# Trim Removal



## lazerjules (Apr 18, 2009)

Removing and installing upper A-pillar trim

1 - Upper A-pillar trim 
Removing 
- Unclip upper C-pillar trim in area of upper A-pillar trim -1- 
- Unclip upper A-pillar trim -1- starting at top. 
- Lift out upper A-pillar trim -1-.

Installing 
- Start by sliding upper A-pillar trim -1- between dash panel and A-pillar. 
- Clip in trim -1- and position door seal -3- over -A- pillar trim. 
2 - Mounts 
3 - Seal 
Make sure seal is properly positioned after fitting trim










Removing and installing rear side trim 
1 - Side trim 
- Remove rear seat bench → Chapter and backrest 
- Remove outer seat belt anchorage point → Fig. 
- Remove striker pin of rear seat backrest → Fig. 
- Starting from top rear, unfasten side trim -1- from clips -2- (8x). 
2 - Clips

Removing outer seat belt anchorage point 
- Open cover of panel -1- at top in direction of arrow. 
- Unscrew bolt. 
- Tightening torque 55 Nm

Removing striker pin 
- Unfasten nut -2-. 
- Screw out striker pin -1-. 
- Adjust striker pin on installation. 
- Luggage compartment side trim -4- 
- Threaded plate -5- 
- Side trim -6-




























Removing and installing upper C-pillar trim 
1 - C-pillar trim 
- Removing 
- Remove side trim.
- Unclip roof frame trim in area of upper C-pillar trim -1- 
- Unclip upper C-pillar trim -1-. 
- Disengage luggage compartment trim from upper C-pillar trim -1-. 
- Installing 
- Clip upper C-pillar trim -1- into mounts -2- (4x). 
2 - Mounts










Roof frame trim

- Unclip roof frame trim -1- downwards from mounts -3- (4x). 
- On installation, guide centring pin -2- into mount -4-.

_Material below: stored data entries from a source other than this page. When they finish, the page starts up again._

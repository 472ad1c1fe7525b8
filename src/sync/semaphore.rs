//! Counting semaphore with FIFO permit hand-off.
//!
//! A semaphore controls access to a finite number of resources through
//! permits. Releasing a permit while tasks are waiting transfers it straight
//! to the oldest waiter without passing through the counter, so a task that
//! arrives later can never take a permit ahead of one that is already queued.
//!
//! # Cancel Safety
//!
//! - `acquire().await`: Cancel-safe, a dropped acquire leaves the queue; if a
//!   permit had already been handed to it, the permit moves on to the next
//!   waiter
//! - `acquire_with(&token)`: Resolves into `SyncError::Cancelled` when the
//!   token fires before a permit is handed over
//!
//! # Example
//!
//! ```
//! use coopsync::Semaphore;
//! use futures_lite::future;
//!
//! let sem = Semaphore::new(2).unwrap();
//! future::block_on(async {
//!     let permit = sem.acquire().await.unwrap();
//!     assert_eq!(sem.available_permits(), 1);
//!     drop(permit);
//! });
//! assert_eq!(sem.available_permits(), 2);
//! ```

use std::cell::Cell;
use std::future::Future;
use std::mem;
use std::num::NonZeroUsize;
use std::pin::Pin;
use std::task::{Context, Poll};

use crate::cancel::CancelToken;
use crate::error::{Result, SyncError};
use crate::sync::notify::{Notified, Notify};
use crate::sync::uncancelled;

/// What a raw [`Semaphore::release`] does when every permit is already free.
#[derive(Debug, Clone, Copy, PartialEq, Eq, Hash, Default)]
pub enum ReleasePolicy {
    /// Over-release is reported as [`SyncError::Overflow`].
    #[default]
    Strict,
    /// Over-release is ignored; permits never exceed the capacity.
    Saturating,
    /// Over-release adds a permit, so the count may exceed the capacity.
    Unbounded,
}

/// A counting semaphore for limiting concurrent access.
#[derive(Debug)]
pub struct Semaphore {
    /// Permits currently free.
    permits: Cell<usize>,
    /// Permits at construction.
    capacity: usize,
    policy: ReleasePolicy,
    /// Tasks waiting for a permit.
    waiters: Notify,
}

impl Semaphore {
    /// Creates a semaphore with `size` permits and [`ReleasePolicy::Strict`].
    ///
    /// # Errors
    ///
    /// Returns [`SyncError::InvalidArgument`] if `size` is zero.
    pub fn new(size: usize) -> Result<Self> {
        Self::with_policy(size, ReleasePolicy::Strict)
    }

    /// Creates a semaphore with `size` permits and the given release policy.
    ///
    /// # Errors
    ///
    /// Returns [`SyncError::InvalidArgument`] if `size` is zero.
    pub fn with_policy(size: usize, policy: ReleasePolicy) -> Result<Self> {
        let capacity = NonZeroUsize::new(size).ok_or_else(|| {
            SyncError::invalid_argument("size", "a positive integer", size as u64)
        })?;
        Ok(Self::with_capacity(capacity, policy))
    }

    pub(crate) const fn with_capacity(capacity: NonZeroUsize, policy: ReleasePolicy) -> Self {
        Self {
            permits: Cell::new(capacity.get()),
            capacity: capacity.get(),
            policy,
            waiters: Notify::new(),
        }
    }

    /// Returns the number of free permits.
    #[must_use]
    pub fn available_permits(&self) -> usize {
        self.permits.get()
    }

    /// Returns the number of permits the semaphore was created with.
    #[must_use]
    pub const fn capacity(&self) -> usize {
        self.capacity
    }

    /// Returns the release policy.
    #[must_use]
    pub const fn policy(&self) -> ReleasePolicy {
        self.policy
    }

    /// Returns true if no permit is free, so `acquire` would suspend.
    #[must_use]
    pub fn locked(&self) -> bool {
        self.permits.get() == 0
    }

    /// Returns the number of tasks waiting for a permit.
    #[must_use]
    pub fn waiter_count(&self) -> usize {
        self.waiters.waiter_count()
    }

    /// Acquires a permit, waiting in FIFO order if none is free.
    ///
    /// The caller joins the queue when this method is called. Without a
    /// token the returned future always resolves to `Ok`.
    pub fn acquire(&self) -> Acquire<'_> {
        self.begin_acquire(None)
    }

    /// Acquires a permit, giving up when `token` fires.
    pub fn acquire_with(&self, token: &CancelToken) -> Acquire<'_> {
        self.begin_acquire(Some(token))
    }

    fn begin_acquire(&self, token: Option<&CancelToken>) -> Acquire<'_> {
        let state = if let Some(err) = token.and_then(|token| token.checkpoint().err()) {
            AcquireState::Failed(err)
        } else if self.take_permit() {
            AcquireState::Granted
        } else {
            let notified = match token {
                Some(token) => self.waiters.notified_with(token),
                None => self.waiters.notified(),
            };
            AcquireState::Waiting(notified)
        };
        Acquire {
            semaphore: self,
            state,
        }
    }

    /// Tries to acquire a permit without waiting.
    ///
    /// # Errors
    ///
    /// Returns [`SyncError::WouldBlock`] if no permit is free.
    pub fn try_acquire(&self) -> Result<SemaphorePermit<'_>> {
        if self.take_permit() {
            Ok(SemaphorePermit { semaphore: self })
        } else {
            Err(SyncError::WouldBlock {
                primitive: "semaphore",
            })
        }
    }

    fn take_permit(&self) -> bool {
        let permits = self.permits.get();
        if permits == 0 {
            return false;
        }
        self.permits.set(permits - 1);
        tracing::trace!(permits = permits - 1, "semaphore permit taken");
        true
    }

    /// Releases one permit without a guard.
    ///
    /// Hands the permit to the oldest waiter if there is one. Otherwise the
    /// free count grows, subject to the [`ReleasePolicy`].
    ///
    /// # Errors
    ///
    /// Returns [`SyncError::Overflow`] under [`ReleasePolicy::Strict`] if
    /// every permit is already free.
    pub fn release(&self) -> Result<()> {
        // A full counter implies nobody is waiting.
        if self.permits.get() >= self.capacity {
            match self.policy {
                ReleasePolicy::Strict => {
                    return Err(SyncError::Overflow {
                        capacity: self.capacity,
                    });
                }
                ReleasePolicy::Saturating => {
                    tracing::trace!(capacity = self.capacity, "saturated release ignored");
                    return Ok(());
                }
                ReleasePolicy::Unbounded => {}
            }
        }
        self.release_permit();
        Ok(())
    }

    /// Returns a held permit to the pool or hands it to the next waiter.
    ///
    /// Outside [`ReleasePolicy::Unbounded`] the free count never exceeds the
    /// capacity. A permit whose slot was already returned through a raw
    /// [`release`](Self::release) is discarded.
    pub(crate) fn release_permit(&self) {
        if self.waiters.wake(1) > 0 {
            tracing::trace!("semaphore permit handed off");
            return;
        }
        let permits = self.permits.get();
        if permits >= self.capacity && self.policy != ReleasePolicy::Unbounded {
            tracing::warn!(
                permits,
                capacity = self.capacity,
                "permit dropped after its slot was already released"
            );
            return;
        }
        self.permits.set(permits + 1);
        tracing::trace!(permits = permits + 1, "semaphore permit returned");
    }

    /// Runs `f` while holding a permit and returns its result.
    ///
    /// The permit is released on every exit path, including a panic in `f`.
    /// The caller queues for a permit when this method is called.
    pub fn lock<F, R>(&self, f: F) -> impl Future<Output = R>
    where
        F: AsyncFnOnce() -> R,
    {
        let acquire = self.acquire();
        async move {
            let _permit = uncancelled(acquire.await);
            f().await
        }
    }

    /// Like [`lock`](Self::lock), but gives up waiting when `token` fires.
    ///
    /// # Errors
    ///
    /// Returns [`SyncError::Cancelled`] if `token` fires before a permit is
    /// granted; `f` is not run in that case.
    pub fn lock_with<F, R>(&self, token: &CancelToken, f: F) -> impl Future<Output = Result<R>>
    where
        F: AsyncFnOnce() -> R,
    {
        let acquire = self.acquire_with(token);
        async move {
            let _permit = acquire.await?;
            Ok(f().await)
        }
    }
}

enum AcquireState<'a> {
    /// A free permit was taken at call time.
    Granted,
    Waiting(Notified<'a>),
    Failed(SyncError),
    Done,
}

/// Future returned by [`Semaphore::acquire`] and [`Semaphore::acquire_with`].
#[must_use = "futures do nothing unless polled"]
pub struct Acquire<'a> {
    semaphore: &'a Semaphore,
    state: AcquireState<'a>,
}

impl<'a> Future for Acquire<'a> {
    type Output = Result<SemaphorePermit<'a>>;

    fn poll(self: Pin<&mut Self>, cx: &mut Context<'_>) -> Poll<Self::Output> {
        let this = self.get_mut();
        let semaphore = this.semaphore;
        match mem::replace(&mut this.state, AcquireState::Done) {
            AcquireState::Granted => Poll::Ready(Ok(SemaphorePermit { semaphore })),
            AcquireState::Failed(err) => Poll::Ready(Err(err)),
            AcquireState::Waiting(mut notified) => match Pin::new(&mut notified).poll(cx) {
                Poll::Ready(Ok(())) => Poll::Ready(Ok(SemaphorePermit { semaphore })),
                Poll::Ready(Err(err)) => Poll::Ready(Err(err)),
                Poll::Pending => {
                    this.state = AcquireState::Waiting(notified);
                    Poll::Pending
                }
            },
            AcquireState::Done => panic!("`Acquire` polled after completion"),
        }
    }
}

impl Drop for Acquire<'_> {
    fn drop(&mut self) {
        match &mut self.state {
            AcquireState::Granted => self.semaphore.release_permit(),
            AcquireState::Waiting(notified) => {
                if notified.detach() {
                    tracing::trace!("dropped acquire passes its permit on");
                    self.semaphore.release_permit();
                }
            }
            AcquireState::Failed(_) | AcquireState::Done => {}
        }
    }
}

impl std::fmt::Debug for Acquire<'_> {
    fn fmt(&self, f: &mut std::fmt::Formatter<'_>) -> std::fmt::Result {
        let state = match self.state {
            AcquireState::Granted => "granted",
            AcquireState::Waiting(_) => "waiting",
            AcquireState::Failed(_) => "failed",
            AcquireState::Done => "done",
        };
        f.debug_struct("Acquire").field("state", &state).finish()
    }
}

/// A permit from a semaphore, released when dropped.
#[derive(Debug)]
#[must_use = "permit will be immediately released if not held"]
pub struct SemaphorePermit<'a> {
    semaphore: &'a Semaphore,
}

impl SemaphorePermit<'_> {
    /// Releases the permit now.
    pub fn release(self) {
        drop(self);
    }

    /// Forgets the permit without releasing it back to the semaphore.
    pub fn forget(self) {
        mem::forget(self);
    }
}

impl Drop for SemaphorePermit<'_> {
    fn drop(&mut self) {
        self.semaphore.release_permit();
    }
}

Removing and installing rear cross panel trim 
1 - Rear cross panel trim 
- Screw bolts -3- (4x) out of fastening rings -2- on left and right. 
- Unscrew bolts -4- (2x). 
- Unclip rear cross panel trim -1- upwards. 
- Make sure seal is properly positioned after fitting trim. 
2 - Fastening rings 
3 - Bolts (4x) 
- Tightening torque 4.5 Nm 
4 - Bolts (2x) 
- Tightening torque 2 Nm










Removing and installing foot rest and foot rest bracket 
- Removing foot rest

- Remove lower -A- pillar trim 
- Unscrew bolt -1-. 
- Tightening torque 1.5 Nm 
- Press up and take out foot rest -2-. 
- Removing foot rest bracket

- Remove foot rest. 
- Fold over floor covering in area of foot rest bracket. 
- Unscrew nut -4- (2x). 
- Tightening torque 4 Nm 
- Detach foot rest bracket -3-.


----------



## cookie (Mar 30, 2009)

Cheers matey this has sorted my day out


----------



## Gone (May 5, 2009)

AMAZING

Thanks

Unfortunately 6 months too late for my mods but sure it'll come in handy in the future


----------



## lazerjules (Apr 18, 2009)

cookie said:


> Cheers matey this has sorted my day out


If you take pics while your doing the job, we can add them to this post, if you have the time you could also read off and post the part numbers of the trim pieces.


----------



## mark_hogan (Jan 8, 2009)

8) this will no doubt come in handy!!

Cheers, Mark.


----------



## galwaytt (May 15, 2003)

much as I wanted to, I could not get the A-pillar trim off on the drivers' side - all I could foresee was it breaking........has anyone got any pics or a video of it actually coming off ?

In the event, I found a different route to get the mic cable down to the head unit, but I'd still like to know how it is done without wrecking it.......


----------



## steveupton (Mar 23, 2010)

galwaytt said:


> much as I wanted to, I could not get the A-pillar trim off on the drivers' side - all I could foresee was it breaking........has anyone got any pics or a video of it actually coming off ?
> 
> In the event, I found a different route to get the mic cable down to the head unit, but I'd still like to know how it is done without wrecking it.......


I have Elsawin and Bentley manual but neither detail what the problem really is when removing the A pillar trim and it is that where the A pillar trim meets the C pillar trim above the door, there is a square bit of moulding with a hole in it on the A trim that goes underneath the C trim and the end clip of the C trim goes through the hole thus pinning it in place. What you have to do is pull out the C trim so that the end clip clears the A trim then release the A trim from the top first working towards the windscreen.

This sounds easy but it's not, the C trim is very difficult to release, that end clip feels like its screwed in place and you really need to apply considerable force to release it. I did it by feeding in an oblong shaped piece of thin plastic that I cut out from the lid of a large food container behind the top lip of the C trim and then forced the fingers of both hands between the piece of plastic and roof lining then pulled hard - really hard, felt like my fingers would break. Don't just try to lever the trim out or it will crease.


----------